(Kitco News) - Gold and silver are seeing modest gains in a quiet holiday trading session as U.S. markets are closed for Thanksgiving.
Spot gold last traded at $2,643.80 an ounce, up 0.38% on the day, while spot silver last traded at $30.20 an ounce, up 0.53%. While the precious metals continue to recover from Monday’s sharp selloff, some analysts are warning investors not to read too much into Thursday’s price action as market liquidity is extremely thin.

In a comment to Kitco News, Kelvin Wong, Senior Market Analyst at OANDA, said that although gold's long-term uptrend remains intact, the precious metal is caught in a medium-term corrective cycle.
Wong noted that shifting market expectations around the Federal Reserve’s monetary policy remain a growing headwind for gold. Although markets continue to expect the U.S. central bank to cut rates next month, there are growing concerns that persistently elevated inflation could shorten the current easing cycle.
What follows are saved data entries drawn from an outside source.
//! JSON fixture bundles

use std::fs::File;
use std::io::{BufReader, Read};
use std::path::Path;

use inv_core::{Category, Order, Product, StockTransaction, Stocktaking, Supplier};
use serde::{Deserialize, Serialize};
use tracing::info;

use crate::DataError;

/// Every collection the dashboard reads, in one file
#[derive(Debug, Clone, Default, PartialEq, Serialize, Deserialize)]
#[serde(default, rename_all = "camelCase")]
pub struct FixtureSet {
    pub categories: Vec<Category>,
    pub suppliers: Vec<Supplier>,
    pub products: Vec<Product>,
    pub transactions: Vec<StockTransaction>,
    pub orders: Vec<Order>,
    pub stocktakings: Vec<Stocktaking>,
}

impl FixtureSet {
    pub fn load(path: &Path) -> Result<Self, DataError> {
        let file = File::open(path)?;
        let set = Self::from_reader(BufReader::new(file))?;
        info!(
            path = %path.display(),
            products = set.products.len(),
            transactions = set.transactions.len(),
            orders = set.orders.len(),
            "fixtures loaded"
        );
        Ok(set)
    }

    pub fn from_reader<R: Read>(reader: R) -> Result<Self, DataError> {
        Ok(serde_json::from_reader(reader)?)
    }

    pub fn save(&self, path: &Path) -> Result<(), DataError> {
        let file = File::create(path)?;
        serde_json::to_writer_pretty(file, self)?;
        Ok(())
    }

    /// Products that break `0 ≤ min ≤ max` or have negative stock
    pub fn inconsistent_products(&self) -> Vec<&Product> {
        self.products
            .iter()
            .filter(|product| !product.is_consistent())
            .collect()
    }
}
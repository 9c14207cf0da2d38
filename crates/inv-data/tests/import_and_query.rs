use std::fs;

use chrono::{TimeZone, Utc};
use inv_analytics::{
    abc_classification, draft_orders, low_stock_products, reorder_quantity, stock_level, AbcClass,
};
use inv_core::{Product, StockLevel, StockTransaction, TransactionType};
use inv_data::{
    CachedPage, CsvImport, FixtureSet, InventoryProvider, InventoryStore, QueryCache, Settings,
};
use inv_query::{query, Align, Column, QueryOptions, SortDirection};

const PRODUCTS: &str = "\
id,name,code,categoryId,unit,cost,price,minStock,maxStock,currentStock,supplierId,expiryDate
p1,トマト,VEG001,1,kg,200,400,10,50,5,supplier1,2024-12-08
p2,玉ねぎ,VEG002,1,kg,80,160,20,100,45,supplier1,
p3,和牛サーロイン,MEAT001,2,kg,8000,15000,2,10,3,supplier2,2024-12-07
p4,生クリーム,DAIRY001,3,L,600,1200,3,15,2,supplier3,2024-12-06
";

fn columns() -> Vec<Column<Product>> {
    vec![
        Column::new("code", "商品コード", |p: &Product| p.code.clone()).sortable(),
        Column::new("name", "商品名", |p: &Product| p.name.clone()).sortable(),
        Column::new("stock", "在庫数", |p: &Product| p.current_stock)
            .sortable()
            .align(Align::Right),
    ]
}

fn load_store() -> InventoryStore {
    let dir = tempfile::tempdir().unwrap();
    let path = dir.path().join("products.csv");
    fs::write(&path, PRODUCTS).unwrap();

    let settings = Settings::load(&dir.path().join("missing.json")).unwrap();
    let products = CsvImport::new(settings.blank_values)
        .products_from_path(&path)
        .unwrap();
    InventoryStore::from_fixtures(
        "products.csv",
        FixtureSet {
            products,
            ..FixtureSet::default()
        },
    )
}

#[test]
fn csv_products_flow_through_query_and_analytics() {
    let store = load_store();
    let products = store.products().unwrap();
    assert_eq!(products.len(), 4);

    let options = QueryOptions::default()
        .with_sort("stock", SortDirection::Desc)
        .with_page_size(2);
    let result = query(&products, &columns(), &options);
    assert_eq!(result.total_count, 4);
    assert_eq!(result.total_pages, 2);
    assert_eq!(result.ids(), vec!["p2".to_string(), "p1".to_string()]);

    let low: Vec<&str> = low_stock_products(&products).iter().map(|p| p.id.as_str()).collect();
    assert_eq!(low, vec!["p1", "p4"]);

    let abc = abc_classification(&products);
    assert_eq!(abc[0].product.id, "p3");
    // 24,000 of 29,800 is past the A boundary on its own
    assert_eq!(abc[0].class, AbcClass::B);
    assert_eq!(abc[3].class, AbcClass::C);

    let drafts = draft_orders(&products, low.as_slice());
    assert_eq!(drafts.len(), 2);
    assert_eq!(drafts[0].supplier_id, "supplier1");
}

#[test]
fn cache_is_keyed_by_store_version() {
    let store = load_store();
    let cache = QueryCache::new(16);
    let options = QueryOptions::default().with_search("VEG");

    let compute = |store: &InventoryStore| {
        let products = store.products().unwrap();
        CachedPage::from_result(&query(&products, &columns(), &options))
    };

    let first = cache.get_or_insert_with("products", store.version(), &columns(), &options, || compute(&store));
    assert_eq!(first.ids, vec!["p1".to_string(), "p2".to_string()]);

    let now = Utc.with_ymd_and_hms(2024, 12, 5, 9, 0, 0).unwrap();
    store
        .record_transaction(StockTransaction::new("t1", "p2", TransactionType::Out, 5.0, 80.0, now, "u1"))
        .unwrap();
    assert!(cache.get("products", store.version(), &columns(), &options).is_none());

    let mut renamed = store.product("p3").unwrap();
    renamed.code = "VEG900".into();
    store.upsert_product(renamed);
    let second = cache.get_or_insert_with("products", store.version(), &columns(), &options, || compute(&store));
    assert_eq!(second.total_count, 3);
}

#[test]
fn fixtures_round_trip_through_disk() {
    let store = load_store();
    let dir = tempfile::tempdir().unwrap();
    let path = dir.path().join("fixtures.json");
    store.snapshot().save(&path).unwrap();

    let reloaded = InventoryStore::from_fixtures("fixtures.json", FixtureSet::load(&path).unwrap());
    assert_eq!(reloaded.products().unwrap(), store.products().unwrap());
    assert_eq!(reloaded.source_name(), "fixtures.json");
}

#[test]
fn two_product_page_and_levels() {
    let product = |id: &str, current_stock: f64, cost: f64| Product {
        id: id.into(),
        name: format!("商品{id}"),
        code: id.to_uppercase(),
        barcode: None,
        category_id: "1".into(),
        unit: "kg".into(),
        cost,
        price: cost * 2.0,
        min_stock: 5.0,
        max_stock: 20.0,
        current_stock,
        supplier_id: None,
        expiry_date: None,
        allergens: Vec::new(),
    };
    let products = vec![product("p1", 2.0, 100.0), product("p2", 18.0, 50.0)];

    let options = QueryOptions::default().with_search("").with_page_size(1).with_page(1);
    let result = query(&products, &columns(), &options);
    assert_eq!(result.ids(), vec!["p1".to_string()]);
    assert_eq!(result.total_count, 2);
    assert_eq!(result.total_pages, 2);

    assert_eq!(reorder_quantity(&products[0]), 18.0);
    assert_eq!(stock_level(&products[0]), StockLevel::Low);
    // 18 of 20 is still inside the band; excess starts at max_stock
    assert_eq!(stock_level(&products[1]), StockLevel::Normal);
    assert_eq!(stock_level(&product("p2", 20.0, 50.0)), StockLevel::Excess);
}
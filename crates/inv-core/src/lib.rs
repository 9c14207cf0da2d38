//! Domain types for the restaurant inventory dashboard
//!
//! This crate holds the entities every page works with (products, stock
//! movements, orders, stocktakes, alerts), the ja-JP display formatting used
//! throughout the dashboard, and the two small state machines the pages
//! drive: a stocktake session and an order's status.

pub mod format;
pub mod model;
pub mod order;
pub mod stocktake;

// Re-export commonly used types
pub use model::{
    Alert, AlertKind, Category, Order, OrderItem, OrderStatus, Product, ProductStatus, Role,
    Severity, StockLevel, StockTransaction, Stocktaking, StocktakingItem, StocktakingStatus,
    Store, Supplier, TransactionType, User,
};
pub use order::{OrderDraft, OrderError};
pub use stocktake::{StocktakeError, StocktakeSession};
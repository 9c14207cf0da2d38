//! Data access for the inventory dashboard
//!
//! Collections reach the query engine and the calculator through the
//! [`InventoryProvider`] trait. [`InventoryStore`] is the in-memory
//! implementation; fixture bundles and CSV imports fill it.

pub mod cache;
pub mod config;
pub mod index;
pub mod provider;
pub mod sources;
pub mod store;

use inv_core::OrderError;
use thiserror::Error;

// Re-exports
pub use cache::{CachedPage, QueryCache};
pub use config::{BlankValues, ConfigError, Settings};
pub use index::ProductIndex;
pub use provider::InventoryProvider;
pub use sources::{CsvImport, FixtureSet};
pub use store::InventoryStore;

/// Errors that can occur in data operations
#[derive(Error, Debug)]
pub enum DataError {
    #[error("I/O error: {0}")]
    Io(#[from] std::io::Error),

    #[error("CSV parsing error: {0}")]
    Csv(String),

    #[error("JSON error: {0}")]
    Json(#[from] serde_json::Error),

    #[error("line {line}: {message}")]
    InvalidRow { line: u64, message: String },

    #[error("unknown product: {0}")]
    UnknownProduct(String),

    #[error("unknown order: {0}")]
    UnknownOrder(String),

    #[error("stocktaking {0} is already completed")]
    StocktakingCompleted(String),

    #[error(transparent)]
    Order(#[from] OrderError),
}

impl From<csv::Error> for DataError {
    fn from(error: csv::Error) -> Self {
        match error.kind() {
            csv::ErrorKind::Io(io_err) => DataError::Io(std::io::Error::new(io_err.kind(), error.to_string())),
            _ => DataError::Csv(error.to_string()),
        }
    }
}
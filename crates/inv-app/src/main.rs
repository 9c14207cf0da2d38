//! `stockroom`: inventory dashboard reports in the terminal

use std::path::PathBuf;

use anyhow::{Context, Result};
use chrono::{DateTime, Utc};
use clap::{Parser, Subcommand};
use inv_analytics::{
    abc_classification_with, dashboard_stats, draft_orders, expiring_products, generate_alerts,
    group_transactions_by_type, low_stock_products,
};
use inv_core::format::{format_currency, format_number, format_short_date};
use inv_data::{CsvImport, FixtureSet, InventoryProvider, InventoryStore, Settings};
use inv_query::{query, Action, Column, QueryOptions, SortDirection, TableConfig};
use tracing::{info, warn};
use tracing_subscriber::EnvFilter;

mod demo;
mod report;
mod views;

use report::{render_summary, render_table};
use views::TypeRow;

#[derive(Debug, Parser)]
#[command(name = "stockroom", version, about = "Restaurant inventory reports")]
struct Cli {
    /// JSON bundle with every collection
    #[arg(long, value_name = "FILE.json", conflicts_with_all = ["products", "transactions"])]
    fixtures: Option<PathBuf>,

    /// Product catalogue as CSV
    #[arg(long, value_name = "FILE.csv")]
    products: Option<PathBuf>,

    /// Stock movements as CSV
    #[arg(long, value_name = "FILE.csv", requires = "products")]
    transactions: Option<PathBuf>,

    /// Settings file; missing means defaults
    #[arg(long, value_name = "FILE.json")]
    settings: Option<PathBuf>,

    #[arg(long, default_value_t = 1)]
    page: usize,

    /// Rows per page, 0 for all; defaults to the settings value
    #[arg(long)]
    page_size: Option<usize>,

    #[arg(long)]
    search: Option<String>,

    /// Column key to sort by
    #[arg(long)]
    sort: Option<String>,

    #[arg(long)]
    desc: bool,

    /// Debug logging (overridden by RUST_LOG)
    #[arg(short, long)]
    verbose: bool,

    #[command(subcommand)]
    command: Command,
}

#[derive(Debug, Clone, Copy, Subcommand)]
enum Command {
    /// Headline numbers, movement summary and what needs attention
    Dashboard,
    /// Product list with stock status
    Inventory,
    /// Stock movements
    Transactions,
    /// Purchase orders
    Orders,
    /// Products ranked by stock value
    Abc,
    /// Low stock, excess stock and expiry alerts
    Alerts,
    /// Proposed orders for every low-stock product
    Reorder,
}

fn init_tracing(verbose: bool) {
    let default_level = if verbose { "debug" } else { "info" };
    let filter = EnvFilter::try_from_default_env().unwrap_or_else(|_| EnvFilter::new(default_level));
    tracing_subscriber::fmt()
        .with_env_filter(filter)
        .with_writer(std::io::stderr)
        .init();
}

fn load_store(cli: &Cli, settings: &Settings, now: DateTime<Utc>) -> Result<InventoryStore> {
    if let Some(path) = &cli.fixtures {
        let fixtures = FixtureSet::load(path).with_context(|| format!("loading fixtures from {}", path.display()))?;
        let inconsistent = fixtures.inconsistent_products().len();
        if inconsistent > 0 {
            warn!(inconsistent, "some products have inconsistent stock bounds");
        }
        return Ok(InventoryStore::from_fixtures(path.display().to_string(), fixtures));
    }

    if let Some(path) = &cli.products {
        let import = CsvImport::new(settings.blank_values.clone());
        let products = import
            .products_from_path(path)
            .with_context(|| format!("importing products from {}", path.display()))?;
        let transactions = match &cli.transactions {
            Some(path) => import
                .transactions_from_path(path)
                .with_context(|| format!("importing transactions from {}", path.display()))?,
            None => Vec::new(),
        };
        let fixtures = FixtureSet {
            products,
            transactions,
            ..FixtureSet::default()
        };
        return Ok(InventoryStore::from_fixtures(path.display().to_string(), fixtures));
    }

    info!("no data given, using demo data");
    Ok(InventoryStore::from_fixtures("demo", demo::fixtures(now)))
}

fn query_options(cli: &Cli, settings: &Settings) -> QueryOptions {
    let mut options = settings.query_options().with_page(cli.page);
    if let Some(page_size) = cli.page_size {
        options = options.with_page_size(page_size);
    }
    if let Some(term) = &cli.search {
        options = options.with_search(term.clone()).with_page(cli.page);
    }
    if let Some(key) = &cli.sort {
        let direction = if cli.desc { SortDirection::Desc } else { SortDirection::Asc };
        options = options.with_sort(key.clone(), direction);
    }
    options
}

/// Query `records` and render the page
fn print_table<R>(
    records: &[R],
    columns: &[Column<R>],
    actions: &[Action<R>],
    options: &QueryOptions,
    config: &TableConfig,
) {
    if let Some(key) = options.sort_key.as_deref() {
        if !columns.iter().any(|column| column.key == key && column.sortable) {
            warn!(key, "not a sortable column here, rows keep their input order");
        }
    }
    let options = config.restrict(options.clone());
    let result = query(records, columns, &options);
    print!("{}", render_table(columns, actions, &result, &options, config));
}

fn dashboard(store: &InventoryStore, settings: &Settings, now: DateTime<Utc>) -> Result<()> {
    let products = store.products()?;
    let transactions = store.transactions()?;
    let orders = store.orders()?;
    let stats = dashboard_stats(&products, &transactions, &orders, now, &settings.policy);

    let title = if settings.store.name.is_empty() {
        store.source_name().to_string()
    } else {
        settings.store.name.clone()
    };
    println!("{title}\n");
    print!(
        "{}",
        render_summary(&[
            ("在庫金額", format_currency(stats.total_inventory_value)),
            ("商品数", stats.product_count.to_string()),
            ("在庫不足", stats.low_stock_count.to_string()),
            ("期限間近", stats.expiring_count.to_string()),
            ("発注中", stats.pending_orders.to_string()),
            ("出庫金額", format_currency(stats.sales_amount)),
            ("回転率", format_number(stats.turnover_rate, 2)),
        ])
    );

    let summary_rows: Vec<TypeRow> = group_transactions_by_type(&transactions)
        .into_iter()
        .map(|(kind, summary)| TypeRow { kind, summary })
        .collect();
    println!("\n入出庫サマリー");
    print_table(
        &summary_rows,
        &views::type_columns(),
        &[],
        &QueryOptions::unpaginated(),
        &TableConfig::default(),
    );

    let low = low_stock_products(&products);
    if !low.is_empty() {
        println!("\n在庫不足");
        for product in low {
            println!(
                "  {} ({} / 最低 {})",
                product.name,
                format_number(product.current_stock, 0),
                format_number(product.min_stock, 0)
            );
        }
    }

    let expiring = expiring_products(&products, now, settings.policy.expiry_warning_days);
    if !expiring.is_empty() {
        println!("\n賞味期限間近");
        for product in expiring {
            if let Some(expiry) = product.expiry_date {
                println!("  {} ({})", product.name, format_short_date(&expiry));
            }
        }
    }
    Ok(())
}

fn run(cli: &Cli) -> Result<()> {
    let now = Utc::now();
    let settings = match &cli.settings {
        Some(path) => Settings::load(path).with_context(|| format!("loading settings from {}", path.display()))?,
        None => Settings::default(),
    };
    let store = load_store(cli, &settings, now)?;
    let options = query_options(cli, &settings);
    let table = TableConfig {
        page_size: settings.page_size,
        ..TableConfig::interactive()
    };

    match cli.command {
        Command::Dashboard => dashboard(&store, &settings, now)?,
        Command::Inventory => {
            let products = store.products()?;
            let categories = store.categories()?;
            print_table(
                &products,
                &views::product_columns(&categories, now),
                &views::product_actions(),
                &options,
                &table,
            );
        }
        Command::Transactions => {
            let mut transactions = store.transactions()?;
            // newest first unless a sort was asked for
            if options.sort_key.is_none() {
                transactions.sort_by(|a, b| b.date.cmp(&a.date));
            }
            let products = store.products()?;
            print_table(&transactions, &views::transaction_columns(&products), &[], &options, &table);
        }
        Command::Orders => {
            let orders = store.orders()?;
            print_table(&orders, &views::order_columns(), &views::order_actions(), &options, &table);
        }
        Command::Abc => {
            let products = store.products()?;
            let rows = views::abc_rows(&abc_classification_with(&products, &settings.policy));
            print_table(&rows, &views::abc_columns(), &[], &options, &table);
        }
        Command::Alerts => {
            let products = store.products()?;
            let alerts = generate_alerts(&products, now, &settings.policy, &settings.alerts);
            print_table(&alerts, &views::alert_columns(), &[], &options, &table);
        }
        Command::Reorder => {
            let products = store.products()?;
            let low: Vec<&str> = low_stock_products(&products)
                .iter()
                .map(|product| product.id.as_str())
                .collect();
            let drafts = draft_orders(&products, low.as_slice());
            let lines = views::draft_lines(&drafts, &store.suppliers()?);
            print_table(&lines, &views::draft_columns(), &[], &options, &table);
            let total: f64 = drafts.iter().map(|draft| draft.total_amount).sum();
            println!("\n発注予定 {}件 合計 {}", drafts.len(), format_currency(total));
        }
    }
    Ok(())
}

fn main() -> Result<()> {
    let cli = Cli::parse();
    init_tracing(cli.verbose);

    info!(command = ?cli.command, "starting stockroom");
    run(&cli)
}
On Wednesday, the core Personal Consumption Expenditures (PCE) index, which strips out volatile food and energy prices and is the Federal Reserve’s preferred inflation gauge, showed prices rose 2.8% in the 12 months through October. Inflation remains well above the central bank’s 2% target.
Despite the stubborn inflation data, the CME FedWatch Tool shows markets see a 70% chance of a 25-basis-point rate cut next month.
Wong said that although inflation fears are weighing on gold, there are other supporting factors in the marketplace.
“Overall, the major uptrend phase of gold remains intact, supported by higher U.S. budget deficits due to Trump's upcoming steep corporate tax cuts and stagflationary risk from a potential trade war between the U.S. and the rest of the world,” he said.
However, Wong also warned that prices could continue to move lower in the near term.
“The major key support zone to watch will be US$2,484/415 (also the 200-day moving average) as this potential medium-term corrective cycle unfolds for gold within its major uptrend phase,” he said.
David Morrison, Senior Market Analyst at Trade Nation, said that although gold is seeing some short-term bullish momentum, the market looks vulnerable as prices remain below $2,660 an ounce.
He added that the key will be to see if $2,600 can hold as support.
“A break below here could see gold pull back to $2,500, a level last seen in early September. This kind of pullback would drive a tank through bullish sentiment. But it would certainly reset the MACD at lower levels, and that could trigger a fresh round of buying and renewed hopes of fresh record highs,” he said.
The silver market is also trading in a precarious position as it manages to hold important support above $30 an ounce. However, Christopher Lewis, Market Analyst at FXEmpire, said that the key level to watch is $31.20 an ounce, which is near the market's 50-day Exponential Moving Average (EMA).
“If we can clear that, then it allows silver to go higher, perhaps as high as $35. On the other hand, if we turn around and break down below the 200-day EMA, then it’s possible that we could really start to fall apart,” he said in a note. “That being said, I do think that you’ve got a situation where, at the very least, I think we’re going to have to look at this through the prism of a scenario where you’re just looking at this as trying to build a little bit of a base and try to build up enough confidence to turn around and go higher.”
Along with the Federal Reserve’s monetary policy, analysts also note that resilient strength in the U.S. dollar remains a significant headwind for gold and silver.
Many analysts remain bullish on the U.S. dollar and see any weakness as a buying opportunity. The U.S. dollar index has managed to hold initial support at 106 points.
“I continue to reside firmly in the ‘U.S. exceptionalism’ camp. I need not repeat the laundry list of issues facing the eurozone, nor bang on about the ‘stagflation-lite’ outlook here in the UK, but suffice to say that neither is particularly bullish for the respective currencies,” said Michael Brown, Senior Research Strategist at Pepperstone, in a note Thursday.
Brown also provided investors with some unsolicited advice.
“I’d strongly suggest that today is a good day for putting one’s feet up and indulging in a chosen pastime, given the thin conditions that are likely to prevail and the barren economic data docket,” he said.